DIRECTIONS FOR THIS TASK - What follows is a listing to be transcribed exactly.
--
use crate::Comm;

use std::sync::mpsc::{self, Receiver, Sender};
use std::sync::{Arc, Barrier};
use std::thread;

enum Message {
    I64(Vec<i64>),
    F64(Vec<f64>),
}

// In-process ranks, one OS thread each, wired by a full matrix of channels.
//
// A channel exists for every ordered (source, destination) pair so messages
// between two ranks are received in the order they were sent.
pub struct ThreadComm {
    rank: usize,
    size: usize,
    senders: Vec<Sender<Message>>,     // indexed by destination
    receivers: Vec<Receiver<Message>>, // indexed by source
    barrier: Arc<Barrier>,
}

impl ThreadComm {
    /// Build the communicators of `nranks` connected ranks.
    pub fn create(nranks: usize) -> Vec<ThreadComm> {
        assert!(nranks > 0);

        let mut tx_grid: Vec<Vec<Sender<Message>>> = Vec::with_capacity(nranks);
        let mut rx_grid: Vec<Vec<Option<Receiver<Message>>>> = (0..nranks)
            .map(|_| (0..nranks).map(|_| None).collect())
            .collect();

        for src in 0..nranks {
            let mut row = Vec::with_capacity(nranks);

            for rx_row in rx_grid.iter_mut() {
                let (tx, rx) = mpsc::channel();
                row.push(tx);
                rx_row[src] = Some(rx);
            }

            tx_grid.push(row);
        }

        let barrier = Arc::new(Barrier::new(nranks));

        tx_grid
            .into_iter()
            .zip(rx_grid)
            .enumerate()
            .map(|(rank, (senders, receivers))| ThreadComm {
                rank,
                size: nranks,
                senders,
                receivers: receivers.into_iter().flatten().collect(),
                barrier: Arc::clone(&barrier),
            })
            .collect()
    }

    fn send(&self, dest: usize, msg: Message) {
        if self.senders[dest].send(msg).is_err() {
            panic!("rank {}: rank {} left the communicator", self.rank, dest);
        }
    }

    fn recv_i64(&self, source: usize) -> Vec<i64> {
        match self.receivers[source].recv() {
            Ok(Message::I64(v)) => v,
            Ok(Message::F64(_)) => panic!(
                "rank {}: expected integer message from rank {}",
                self.rank, source
            ),
            Err(_) => panic!("rank {}: rank {} left the communicator", self.rank, source),
        }
    }

    fn recv_f64(&self, source: usize) -> Vec<f64> {
        match self.receivers[source].recv() {
            Ok(Message::F64(v)) => v,
            Ok(Message::I64(_)) => panic!(
                "rank {}: expected floating-point message from rank {}",
                self.rank, source
            ),
            Err(_) => panic!("rank {}: rank {} left the communicator", self.rank, source),
        }
    }
}

impl Comm for ThreadComm {
    fn rank(&self) -> usize {
        self.rank
    }

    fn size(&self) -> usize {
        self.size
    }

    fn barrier(&self) {
        self.barrier.wait();
    }

    fn all_sum_f64(&self, local: &[f64]) -> Vec<f64> {
        for dest in (0..self.size).filter(|&r| r != self.rank) {
            self.send(dest, Message::F64(local.to_vec()));
        }

        // accumulate in rank order so every rank gets bitwise identical sums
        let mut sum = vec![0.0; local.len()];

        for source in 0..self.size {
            let part = if source == self.rank {
                local.to_vec()
            } else {
                self.recv_f64(source)
            };

            for (s, p) in sum.iter_mut().zip(part.iter()) {
                *s += *p;
            }
        }

        sum
    }

    fn all_sum_i64(&self, local: &[i64]) -> Vec<i64> {
        for dest in (0..self.size).filter(|&r| r != self.rank) {
            self.send(dest, Message::I64(local.to_vec()));
        }

        let mut sum = vec![0; local.len()];

        for source in 0..self.size {
            let part = if source == self.rank {
                local.to_vec()
            } else {
                self.recv_i64(source)
            };

            for (s, p) in sum.iter_mut().zip(part.iter()) {
                *s += *p;
            }
        }

        sum
    }

    fn ring_i64(&self, buf: &[i64], visit: &mut dyn FnMut(&[i64])) {
        visit(buf);

        let next = (self.rank + 1) % self.size;
        let prev = (self.rank + self.size - 1) % self.size;

        let mut current = buf.to_vec();

        for _ in 1..self.size {
            self.send(next, Message::I64(current));
            current = self.recv_i64(prev);
            visit(&current);
        }
    }
}

/// Run `f` on `nranks` in-process ranks and collect the per-rank results in
/// rank order.
pub fn run_ranks<R, F>(nranks: usize, f: F) -> Vec<R>
where
    R: Send,
    F: Fn(ThreadComm) -> R + Sync,
{
    let comms = ThreadComm::create(nranks);

    thread::scope(|s| {
        let handles: Vec<_> = comms
            .into_iter()
            .map(|comm| {
                let f = &f;
                s.spawn(move || f(comm))
            })
            .collect();

        handles
            .into_iter()
            .map(|h| match h.join() {
                Ok(r) => r,
                Err(e) => std::panic::resume_unwind(e),
            })
            .collect()
    })
}
use dwmpi::Comm;
use vector3::*;

/// Coulomb energy and virial accumulated by one pair evaluation.
///
/// Virial components are ordered xx, yy, zz, xy, xz, yz.
#[derive(Debug, Clone, Copy, Default, PartialEq)]
pub struct EnergyVirial {
    pub eng_coul: f64,
    pub virial: [f64; 6],
}

impl EnergyVirial {
    pub fn new() -> EnergyVirial {
        EnergyVirial::default()
    }

    /// Add the contribution of pair (i, j). Without newton_pair a pair with
    /// a ghost is evaluated by both owners, so each owned side counts half.
    #[allow(clippy::too_many_arguments)]
    pub fn tally(
        &mut self,
        i: usize,
        j: usize,
        nlocal: usize,
        newton_pair: bool,
        eflag: bool,
        vflag: bool,
        ecoul: f64,
        fpair: f64,
        del: Vector3f64,
    ) {
        let weight = if newton_pair {
            1.0
        } else {
            0.5 * ((i < nlocal) as u8 + (j < nlocal) as u8) as f64
        };

        if eflag {
            self.eng_coul += weight * ecoul;
        }

        if vflag {
            let v = del.outer_voigt(&del);

            for (acc, vk) in self.virial.iter_mut().zip(v.iter()) {
                *acc += weight * vk * fpair;
            }
        }
    }

    /// Totals over all processes.
    pub fn all_sum(&self, comm: &dyn Comm) -> EnergyVirial {
        let mut local = vec![self.eng_coul];
        local.extend_from_slice(&self.virial);

        let total = comm.all_sum_f64(&local);

        let mut virial = [0.0; 6];
        virial.copy_from_slice(&total[1..7]);

        EnergyVirial {
            eng_coul: total[0],
            virial,
        }
    }
}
--
ANSWER TO THE EXERCISE -
use crate::Comm;

use std::sync::mpsc::{self, Receiver, Sender};
use std::sync::{Arc, Barrier};
use std::thread;

enum Message {
    I64(Vec<i64>),
    F64(Vec<f64>),
}

// In-process ranks, one OS thread each, wired by a full matrix of channels.
//
// A channel exists for every ordered (source, destination) pair so messages
// between two ranks are received in the order they were sent.
pub struct ThreadComm {
    rank: usize,
    size: usize,
    senders: Vec<Sender<Message>>,     // indexed by destination
    receivers: Vec<Receiver<Message>>, // indexed by source
    barrier: Arc<Barrier>,
}

impl ThreadComm {
    /// Build the communicators of `nranks` connected ranks.
    pub fn create(nranks: usize) -> Vec<ThreadComm> {
        assert!(nranks > 0);

        let mut tx_grid: Vec<Vec<Sender<Message>>> = Vec::with_capacity(nranks);
        let mut rx_grid: Vec<Vec<Option<Receiver<Message>>>> = (0..nranks)
            .map(|_| (0..nranks).map(|_| None).collect())
            .collect();

        for src in 0..nranks {
            let mut row = Vec::with_capacity(nranks);

            for rx_row in rx_grid.iter_mut() {
                let (tx, rx) = mpsc::channel();
                row.push(tx);
                rx_row[src] = Some(rx);
            }

            tx_grid.push(row);
        }

        let barrier = Arc::new(Barrier::new(nranks));

        tx_grid
            .into_iter()
            .zip(rx_grid)
            .enumerate()
            .map(|(rank, (senders, receivers))| ThreadComm {
                rank,
                size: nranks,
                senders,
                receivers: receivers.into_iter().flatten().collect(),
                barrier: Arc::clone(&barrier),
            })
            .collect()
    }

    fn send(&self, dest: usize, msg: Message) {
        if self.senders[dest].send(msg).is_err() {
            panic!("rank {}: rank {} left the communicator", self.rank, dest);
        }
    }

    fn recv_i64(&self, source: usize) -> Vec<i64> {
        match self.receivers[source].recv() {
            Ok(Message::I64(v)) => v,
            Ok(Message::F64(_)) => panic!(
                "rank {}: expected integer message from rank {}",
                self.rank, source
            ),
            Err(_) => panic!("rank {}: rank {} left the communicator", self.rank, source),
        }
    }

    fn recv_f64(&self, source: usize) -> Vec<f64> {
        match self.receivers[source].recv() {
            Ok(Message::F64(v)) => v,
            Ok(Message::I64(_)) => panic!(
                "rank {}: expected floating-point message from rank {}",
                self.rank, source
            ),
            Err(_) => panic!("rank {}: rank {} left the communicator", self.rank, source),
        }
    }
}

impl Comm for ThreadComm {
    fn rank(&self) -> usize {
        self.rank
    }

    fn size(&self) -> usize {
        self.size
    }

    fn barrier(&self) {
        self.barrier.wait();
    }

    fn all_sum_f64(&self, local: &[f64]) -> Vec<f64> {
        for dest in (0..self.size).filter(|&r| r != self.rank) {
            self.send(dest, Message::F64(local.to_vec()));
        }

        // accumulate in rank order so every rank gets bitwise identical sums
        let mut sum = vec![0.0; local.len()];

        for source in 0..self.size {
            let part = if source == self.rank {
                local.to_vec()
            } else {
                self.recv_f64(source)
            };

            for (s, p) in sum.iter_mut().zip(part.iter()) {
                *s += *p;
            }
        }

        sum
    }

    fn all_sum_i64(&self, local: &[i64]) -> Vec<i64> {
        for dest in (0..self.size).filter(|&r| r != self.rank) {
            self.send(dest, Message::I64(local.to_vec()));
        }

        let mut sum = vec![0; local.len()];

        for source in 0..self.size {
            let part = if source == self.rank {
                local.to_vec()
            } else {
                self.recv_i64(source)
            };

            for (s, p) in sum.iter_mut().zip(part.iter()) {
                *s += *p;
            }
        }

        sum
    }

    fn ring_i64(&self, buf: &[i64], visit: &mut dyn FnMut(&[i64])) {
        visit(buf);

        let next = (self.rank + 1) % self.size;
        let prev = (self.rank + self.size - 1) % self.size;

        let mut current = buf.to_vec();

        for _ in 1..self.size {
            self.send(next, Message::I64(current));
            current = self.recv_i64(prev);
            visit(&current);
        }
    }
}

/// Run `f` on `nranks` in-process ranks and collect the per-rank results in
/// rank order.
pub fn run_ranks<R, F>(nranks: usize, f: F) -> Vec<R>
where
    R: Send,
    F: Fn(ThreadComm) -> R + Sync,
{
    let comms = ThreadComm::create(nranks);

    thread::scope(|s| {
        let handles: Vec<_> = comms
            .into_iter()
            .map(|comm| {
                let f = &f;
                s.spawn(move || f(comm))
            })
            .collect();

        handles
            .into_iter()
            .map(|h| match h.join() {
                Ok(r) => r,
                Err(e) => std::panic::resume_unwind(e),
            })
            .collect()
    })
}
use dwmpi::Comm;
use vector3::*;

/// Coulomb energy and virial accumulated by one pair evaluation.
///
/// Virial components are ordered xx, yy, zz, xy, xz, yz.
#[derive(Debug, Clone, Copy, Default, PartialEq)]
pub struct EnergyVirial {
    pub eng_coul: f64,
    pub virial: [f64; 6],
}

impl EnergyVirial {
    pub fn new() -> EnergyVirial {
        EnergyVirial::default()
    }

    /// Add the contribution of pair (i, j). Without newton_pair a pair with
    /// a ghost is evaluated by both owners, so each owned side counts half.
    #[allow(clippy::too_many_arguments)]
    pub fn tally(
        &mut self,
        i: usize,
        j: usize,
        nlocal: usize,
        newton_pair: bool,
        eflag: bool,
        vflag: bool,
        ecoul: f64,
        fpair: f64,
        del: Vector3f64,
    ) {
        let weight = if newton_pair {
            1.0
        } else {
            0.5 * ((i < nlocal) as u8 + (j < nlocal) as u8) as f64
        };

        if eflag {
            self.eng_coul += weight * ecoul;
        }

        if vflag {
            let v = del.outer_voigt(&del);

            for (acc, vk) in self.virial.iter_mut().zip(v.iter()) {
                *acc += weight * vk * fpair;
            }
        }
    }

    /// Totals over all processes.
    pub fn all_sum(&self, comm: &dyn Comm) -> EnergyVirial {
        let mut local = vec![self.eng_coul];
        local.extend_from_slice(&self.virial);

        let total = comm.all_sum_f64(&local);

        let mut virial = [0.0; 6];
        virial.copy_from_slice(&total[1..7]);

        EnergyVirial {
            eng_coul: total[0],
            virial,
        }
    }
}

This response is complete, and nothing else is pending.